What the task requires: The lines needed are those below that contain the word "with"; copy each one.

Data shown:
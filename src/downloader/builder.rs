//! Builder pattern implementation for creating Downloader instances.
//!
//! # Examples
//!
//! ```rust
//! use ferry::downloader::DownloaderBuilder;
//! use std::time::Duration;
//!
//! # #[tokio::main]
//! # async fn main() -> Result<(), ferry::Error> {
//! let downloader = DownloaderBuilder::new()
//!     .allow_metered_network(false)
//!     .enable_response_cache(false)
//!     .timeout(Duration::from_secs(30))
//!     .build()?;
//! # Ok(())
//! # }
//! ```

use super::{
    config::{DownloaderConfig, SessionOptions},
    downloader::Downloader,
};
use crate::error::Result;
use crate::http::Transport;

use reqwest::header::{HeaderMap, HeaderValue, IntoHeaderName};
use std::{path::PathBuf, sync::Arc, time::Duration};
use tokio::runtime::Handle;

/// A builder used to create a [`Downloader`].
#[derive(Default)]
pub struct DownloaderBuilder {
    config: DownloaderConfig,
}

impl DownloaderBuilder {
    /// Creates a builder with the default options.
    pub fn new() -> Self {
        DownloaderBuilder::default()
    }

    /// Replace the whole session policy.
    pub fn configure(mut self, options: SessionOptions) -> Self {
        self.config.session = options;
        self
    }

    /// Allow fetching over metered links.
    pub fn allow_metered_network(mut self, allow: bool) -> Self {
        self.config.session.allow_metered_network = allow;
        self
    }

    /// Allow responses to be served from and stored in caches.
    pub fn enable_response_cache(mut self, enable: bool) -> Self {
        self.config.session.enable_response_cache = enable;
        self
    }

    /// Sets the directory where payload temp files are created.
    pub fn directory(mut self, directory: PathBuf) -> Self {
        self.config.directory = Some(directory);
        self
    }

    /// Set the proxy used by the HTTP session.
    pub fn proxy(mut self, proxy: reqwest::Proxy) -> Self {
        self.config.proxy = Some(proxy);
        self
    }

    /// Set the total time allowed per fetch.
    pub fn timeout(mut self, timeout: Duration) -> Self {
        self.config.timeout = Some(timeout);
        self
    }

    /// Set the time allowed to establish a connection.
    pub fn connect_timeout(mut self, timeout: Duration) -> Self {
        self.config.connect_timeout = Some(timeout);
        self
    }

    /// Fetch through `transport` instead of the default HTTP session.
    ///
    /// HTTP-specific options (headers, proxy, timeouts) are ignored.
    pub fn transport(mut self, transport: Arc<dyn Transport>) -> Self {
        self.config.transport = Some(transport);
        self
    }

    /// Drive fetches and deliveries on `runtime`.
    ///
    /// Defaults to the runtime `build` is called from.
    pub fn runtime(mut self, runtime: Handle) -> Self {
        self.config.runtime = Some(runtime);
        self
    }

    fn new_header(&self) -> HeaderMap {
        match self.config.headers {
            Some(ref h) => h.to_owned(),
            _ => HeaderMap::new(),
        }
    }

    /// Add the http headers.
    ///
    /// You can call `.headers()` multiple times and all `HeaderMap` will be merged into a single one.
    ///
    /// See also [`header()`].
    ///
    /// [`header()`]: DownloaderBuilder::header
    pub fn headers(mut self, headers: HeaderMap) -> Self {
        let mut new = self.new_header();
        new.extend(headers);

        self.config.headers = Some(new);
        self
    }

    /// Add the http header
    ///
    /// ```
    /// use reqwest::header::{self, HeaderValue};
    /// use ferry::downloader::DownloaderBuilder;
    ///
    /// let ua = HeaderValue::from_static("ferry/0.1");
    /// let builder = DownloaderBuilder::new().header(header::USER_AGENT, ua);
    /// ```
    pub fn header<K: IntoHeaderName>(mut self, name: K, value: HeaderValue) -> Self {
        let mut new = self.new_header();

        new.insert(name, value);

        self.config.headers = Some(new);
        self
    }

    /// Create the [`Downloader`] with the specified options.
    ///
    /// Fails when no runtime handle was given and none is current, or when
    /// the HTTP client cannot be built.
    pub fn build(self) -> Result<Downloader> {
        Downloader::new(self.config)
    }
}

Result of this exercise:
    /// Creates a builder with the default options.
    /// Create the [`Downloader`] with the specified options.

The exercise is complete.